DATA EXCERPTS: Begin

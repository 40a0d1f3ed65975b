//! Fixed-Size Circular Buffer
//!
//! ## Overview
//!
//! Every piece of history the core keeps (event timestamps, smoothing
//! windows) lives in a ring whose size is fixed at compile time through
//! const generics. Pushing into a full ring overwrites the oldest slot and
//! hands the evicted value back, which is exactly what a running-sum filter
//! needs and what a bounded event history wants to discard.
//!
//! ### Memory Layout
//!
//! ```text
//! CircularBuffer<u32, 5>:
//! ┌─────┬─────┬─────┬─────┬─────┐
//! │  0  │  1  │  2  │  3  │  4  │  ← Array indices
//! └─────┴─────┴─────┴─────┴─────┘
//!    ↑
//!    └── write_pos, wraps modulo N
//! ```
//!
//! Slots are `Option<T>` so that "never written" is distinguishable from any
//! real value, including zero. No `unsafe`, no `MaybeUninit`.
//!
//! ## Usage Example
//!
//! ```rust
//! use vitalband_core::buffer::CircularBuffer;
//!
//! let mut beats: CircularBuffer<u32, 3> = CircularBuffer::new();
//! beats.push(0);
//! beats.push(800);
//! beats.push(1600);
//! assert_eq!(beats.push(2400), Some(0));
//! assert_eq!(beats.last(), Some(&2400));
//! assert_eq!(beats.iter().copied().collect::<heapless::Vec<u32, 3>>(), [800, 1600, 2400]);
//! ```

/// Fixed-size ring of `Copy` values, oldest overwritten first
///
/// ## Internal Invariants
///
/// - `write_pos < N`
/// - `len <= N`
/// - logical index 0 is the oldest stored value
#[derive(Debug, Clone)]
pub struct CircularBuffer<T: Copy, const N: usize> {
    data: [Option<T>; N],
    write_pos: usize,
    len: usize,
}

impl<T: Copy, const N: usize> CircularBuffer<T, N> {
    /// Creates a new empty buffer; usable in `static` contexts
    pub const fn new() -> Self {
        Self {
            data: [None; N],
            write_pos: 0,
            len: 0,
        }
    }

    /// Stores `value`, returning the value it displaced when the buffer
    /// was already full
    pub fn push(&mut self, value: T) -> Option<T> {
        if N == 0 {
            return Some(value);
        }

        let evicted = if self.len == N { self.data[self.write_pos] } else { None };
        self.data[self.write_pos] = Some(value);
        self.write_pos = (self.write_pos + 1) % N;

        if self.len < N {
            self.len += 1;
        }
        evicted
    }

    /// Number of stored values
    pub fn len(&self) -> usize {
        self.len
    }

    pub fn is_empty(&self) -> bool {
        self.len == 0
    }

    pub fn is_full(&self) -> bool {
        self.len == N
    }

    /// Total number of slots
    pub const fn capacity(&self) -> usize {
        N
    }

    /// Position the next `push` will write to
    pub fn write_index(&self) -> usize {
        self.write_pos
    }

    /// Most recently pushed value
    pub fn last(&self) -> Option<&T> {
        if self.is_empty() {
            return None;
        }
        let idx = if self.write_pos == 0 { N - 1 } else { self.write_pos - 1 };
        self.data[idx].as_ref()
    }

    /// Value at logical `index` (0 = oldest, `len - 1` = newest)
    ///
    /// ```text
    /// Physical array:  [D, E, A, B, C]  (write_pos = 2, full)
    /// Logical view:    [A, B, C, D, E]
    /// logical[i] = physical[(write_pos + i) % N]
    /// ```
    pub fn get(&self, index: usize) -> Option<&T> {
        if index >= self.len {
            return None;
        }
        let physical = if self.len < N { index } else { (self.write_pos + index) % N };
        self.data[physical].as_ref()
    }

    /// Iterate from oldest to newest
    pub fn iter(&self) -> CircularBufferIter<'_, T, N> {
        CircularBufferIter { buffer: self, index: 0 }
    }

    /// Forget every stored value
    pub fn clear(&mut self) {
        self.data = [None; N];
        self.write_pos = 0;
        self.len = 0;
    }
}

impl<T: Copy, const N: usize> Default for CircularBuffer<T, N> {
    fn default() -> Self {
        Self::new()
    }
}

/// Iterator over circular buffer contents, oldest first
pub struct CircularBufferIter<'a, T: Copy, const N: usize> {
    buffer: &'a CircularBuffer<T, N>,
    index: usize,
}

impl<'a, T: Copy, const N: usize> Iterator for CircularBufferIter<'a, T, N> {
    type Item = &'a T;

    fn next(&mut self) -> Option<Self::Item> {
        let item = self.buffer.get(self.index)?;
        self.index += 1;
        Some(item)
    }

    fn size_hint(&self) -> (usize, Option<usize>) {
        let remaining = self.buffer.len().saturating_sub(self.index);
        (remaining, Some(remaining))
    }
}

impl<'a, T: Copy, const N: usize> ExactSizeIterator for CircularBufferIter<'a, T, N> {}
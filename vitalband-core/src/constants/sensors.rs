//! Sensor Scale Factors
//!
//! Register-to-unit conversions for the parts fitted to the band. Values are
//! taken from each part's datasheet for the range it is configured with at
//! boot.

// ===== SAADC (analog pulse and respiratory inputs) =====

/// Internal reference of the SAADC (mV).
pub const ADC_REFERENCE_MV: i32 = 600;

/// Inverse of the input gain (gain = 1/6), giving a 3.6 V full scale.
pub const ADC_GAIN_DIVISOR: i32 = 6;

/// Counts per full scale at 12-bit resolution.
pub const ADC_RESOLUTION: i32 = 4096;

// ===== MPU6050 =====

/// Accelerometer sensitivity at ±2 g full scale (LSB/g).
///
/// Source: MPU-6000/6050 product specification, table 6.2
pub const ACCEL_LSB_PER_G: f32 = 16384.0;

/// Gyroscope sensitivity at ±250 °/s full scale (LSB per °/s).
///
/// Source: MPU-6000/6050 product specification, table 6.1
pub const GYRO_LSB_PER_DPS: f32 = 131.0;

// ===== MLX90614 =====

/// Kelvin per LSB of the RAM temperature registers.
pub const MLX_KELVIN_PER_LSB: f32 = 0.02;

/// Offset between kelvin and degrees Celsius.
pub const KELVIN_OFFSET: f32 = 273.15;

// ===== MAX30102 =====

/// Mask for the 18-bit ADC value in each 3-byte FIFO word.
pub const PPG_SAMPLE_MASK: u32 = 0x3_FFFF;

// ===== BMP280 =====

/// Length of the trimming-parameter block starting at register 0x88.
pub const BMP280_CALIBRATION_LEN: usize = 24;

/// Length of the pressure + temperature burst starting at register 0xF7.
pub const BMP280_BURST_LEN: usize = 6;
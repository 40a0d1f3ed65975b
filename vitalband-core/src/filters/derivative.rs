//! First difference

/// Previous sample for the first-difference filter
#[derive(Debug, Clone, Copy, PartialEq, Eq, Default)]
pub struct Derivative {
    previous_sample: i32,
}

impl Derivative {
    pub const fn new() -> Self {
        Self { previous_sample: 0 }
    }

    /// Filter whose first delta is measured from `sample`
    pub const fn starting_at(sample: i32) -> Self {
        Self { previous_sample: sample }
    }

    pub fn update(&mut self, sample: i32) -> i32 {
        let delta = sample.saturating_sub(self.previous_sample);
        self.previous_sample = sample;
        delta
    }

    pub const fn previous_sample(&self) -> i32 {
        self.previous_sample
    }
}

/// Pure form of [`Derivative::update`]
pub fn derivative(mut state: Derivative, sample: i32) -> (i32, Derivative) {
    let delta = state.update(sample);
    (delta, state)
}
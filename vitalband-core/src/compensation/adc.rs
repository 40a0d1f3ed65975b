//! SAADC counts to millivolts

use crate::constants::sensors::{ADC_GAIN_DIVISOR, ADC_REFERENCE_MV, ADC_RESOLUTION};

/// Convert a raw 12-bit conversion result to millivolts, truncating
/// toward zero. Negative counts (differential noise around ground) map to
/// negative millivolts.
pub fn to_millivolts(raw: i16) -> i32 {
    raw as i32 * ADC_REFERENCE_MV * ADC_GAIN_DIVISOR / ADC_RESOLUTION
}
//! Step cadence and rotation ("swing") rate from the MPU6050
//!
//! Both rates use the same chain on a different vector:
//!
//! ```text
//! |v| in milli-units ──▶ first difference ──▶ |delta| > threshold ──▶ debounced events ──▶ windowed rate
//! ```
//!
//! The rate is recomputed on every motion sample, not only on events, so a
//! wearer who stops moving sees the cadence fall to a real zero once the
//! last event leaves the window.

use crate::constants::buffers::{ROTATION_HISTORY, STEP_HISTORY};
use crate::constants::channels::{
    ROTATION_DEBOUNCE_MS, ROTATION_MAX_RATE, ROTATION_MIN_RATE, ROTATION_THRESHOLD_MDPS, ROTATION_WINDOW_MS,
    STEP_DEBOUNCE_MS, STEP_MAX_RATE, STEP_MIN_RATE, STEP_THRESHOLD_MG, STEP_WINDOW_MS,
};
use crate::errors::ComputeResult;
use crate::filters::Derivative;
use crate::plausibility::{ChannelOutput, PlausibilityGate};
use crate::rate::TimeWindowRateCounter;
use crate::sample::{Sample, Vector3};
use crate::time::Timestamp;

use super::{ChannelEstimator, ChannelId};

/// Milli-units per input unit (g to mg, °/s to m°/s)
const MILLI: f32 = 1000.0;

/// Detector and window parameters of one motion rate
#[derive(Debug, Clone, Copy, PartialEq)]
pub struct MotionConfig {
    pub id: ChannelId,
    /// Minimum |delta| of the magnitude, in milli-units
    pub threshold: i32,
    pub debounce_ms: u32,
    pub window_ms: u32,
    pub min_rate: f32,
    pub max_rate: f32,
}

impl MotionConfig {
    /// Accelerometer step cadence
    pub const STEPS: Self = Self {
        id: ChannelId::Accelerometer,
        threshold: STEP_THRESHOLD_MG,
        debounce_ms: STEP_DEBOUNCE_MS,
        window_ms: STEP_WINDOW_MS,
        min_rate: STEP_MIN_RATE,
        max_rate: STEP_MAX_RATE,
    };

    /// Gyroscope swing rate
    pub const ROTATION: Self = Self {
        id: ChannelId::Gyroscope,
        threshold: ROTATION_THRESHOLD_MDPS,
        debounce_ms: ROTATION_DEBOUNCE_MS,
        window_ms: ROTATION_WINDOW_MS,
        min_rate: ROTATION_MIN_RATE,
        max_rate: ROTATION_MAX_RATE,
    };
}

/// Event rate derived from the magnitude of a three-axis vector
#[derive(Debug, Clone)]
pub struct MotionRateChannel<const N: usize> {
    config: MotionConfig,
    derivative: Option<Derivative>,
    events: TimeWindowRateCounter<N>,
    gate: PlausibilityGate,
    last_magnitude: i32,
}

/// Step cadence channel
pub type StepChannel = MotionRateChannel<STEP_HISTORY>;

/// Rotation rate channel
pub type RotationChannel = MotionRateChannel<ROTATION_HISTORY>;

impl<const N: usize> MotionRateChannel<N> {
    pub const fn new(config: MotionConfig) -> Self {
        Self {
            config,
            derivative: None,
            events: TimeWindowRateCounter::new(config.window_ms, config.debounce_ms),
            gate: PlausibilityGate::new(config.id.name(), config.min_rate, config.max_rate),
            last_magnitude: 0,
        }
    }

    /// Magnitude of the last sample in milli-units
    pub fn last_magnitude(&self) -> i32 {
        self.last_magnitude
    }

    pub fn events_in_window(&self, now_ms: Timestamp) -> usize {
        self.events.count_in_window(now_ms)
    }

    pub fn config(&self) -> &MotionConfig {
        &self.config
    }
}

impl StepChannel {
    pub const fn steps() -> Self {
        Self::new(MotionConfig::STEPS)
    }
}

impl RotationChannel {
    pub const fn rotation() -> Self {
        Self::new(MotionConfig::ROTATION)
    }
}

impl<const N: usize> ChannelEstimator for MotionRateChannel<N> {
    /// Vector in g or °/s
    type Input = Vector3;

    fn id(&self) -> ChannelId {
        self.config.id
    }

    fn update(&mut self, sample: Sample<Vector3>) -> ComputeResult<()> {
        let now = sample.timestamp_ms;
        let magnitude = libm::roundf(sample.value.magnitude() * MILLI) as i32;
        self.last_magnitude = magnitude;

        // The first sample only seeds the difference filter.
        let delta = match self.derivative.as_mut() {
            Some(derivative) => derivative.update(magnitude),
            None => {
                self.derivative = Some(Derivative::starting_at(magnitude));
                0
            }
        };

        if delta.unsigned_abs() > self.config.threshold.unsigned_abs() {
            self.events.record_event(now);
        }

        let _ = self.gate.offer(self.events.rate_per_minute(now));
        Ok(())
    }

    fn output(&self) -> ChannelOutput {
        self.gate.output()
    }
}
//! Respiratory band (SAADC channel 0)
//!
//! Breathing moves the band slowly and with small amplitude, so this chain
//! smooths harder and arms on a smaller rise than the pulse channel. The
//! 1.5 s debounce caps the countable rate at 40 breaths per minute.

use crate::compensation::adc;
use crate::constants::buffers::RESPIRATORY_HISTORY;
use crate::constants::channels::{
    RESPIRATORY_DEBOUNCE_MS, RESPIRATORY_MAX_RATE, RESPIRATORY_MIN_RATE, RESPIRATORY_THRESHOLD_MV,
    RESPIRATORY_WINDOW_MS,
};
use crate::constants::filters::RESPIRATORY_SMOOTHING_WINDOW;
use crate::detect::HysteresisDetector;
use crate::errors::ComputeResult;
use crate::filters::MovingAverage;
use crate::plausibility::{ChannelOutput, PlausibilityGate};
use crate::rate::TimeWindowRateCounter;
use crate::sample::Sample;

use super::{ChannelEstimator, ChannelId};

#[derive(Debug, Clone)]
pub struct RespiratoryChannel {
    smoothing: MovingAverage<RESPIRATORY_SMOOTHING_WINDOW>,
    detector: HysteresisDetector,
    breaths: TimeWindowRateCounter<RESPIRATORY_HISTORY>,
    gate: PlausibilityGate,
    last_mv: i32,
}

impl RespiratoryChannel {
    pub const fn new() -> Self {
        Self {
            smoothing: MovingAverage::new(),
            detector: HysteresisDetector::new(RESPIRATORY_THRESHOLD_MV),
            breaths: TimeWindowRateCounter::new(RESPIRATORY_WINDOW_MS, RESPIRATORY_DEBOUNCE_MS),
            gate: PlausibilityGate::new(
                ChannelId::RespiratoryRate.name(),
                RESPIRATORY_MIN_RATE,
                RESPIRATORY_MAX_RATE,
            ),
            last_mv: 0,
        }
    }

    pub fn millivolts(&self) -> i32 {
        self.last_mv
    }

    /// Breaths inside the trailing window at `now_ms`
    pub fn breaths_in_window(&self, now_ms: u32) -> usize {
        self.breaths.count_in_window(now_ms)
    }
}

impl Default for RespiratoryChannel {
    fn default() -> Self {
        Self::new()
    }
}

impl ChannelEstimator for RespiratoryChannel {
    /// Raw SAADC counts
    type Input = i16;

    fn id(&self) -> ChannelId {
        ChannelId::RespiratoryRate
    }

    fn update(&mut self, sample: Sample<i16>) -> ComputeResult<()> {
        let now = sample.timestamp_ms;
        self.last_mv = adc::to_millivolts(sample.value);
        let smoothed = self.smoothing.update(self.last_mv);

        if self.detector.update(smoothed, now) && self.breaths.record_event(now) {
            let _ = self.gate.offer(self.breaths.rate_per_minute(now));
        }
        Ok(())
    }

    fn output(&self) -> ChannelOutput {
        self.gate.output()
    }
}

DATA EXCERPTS: End

• [PROBLEM TO WORK ON]
All that belongs in your answer is the stretch of entries above from the line with "a three-axis vector" through the line with "Step cadence channel", printed exactly.

• [ANSWER FOR THIS EXERCISE]
/// Event rate derived from the magnitude of a three-axis vector
#[derive(Debug, Clone)]
pub struct MotionRateChannel<const N: usize> {
    config: MotionConfig,
    derivative: Option<Derivative>,
    events: TimeWindowRateCounter<N>,
    gate: PlausibilityGate,
    last_magnitude: i32,
}

/// Step cadence channel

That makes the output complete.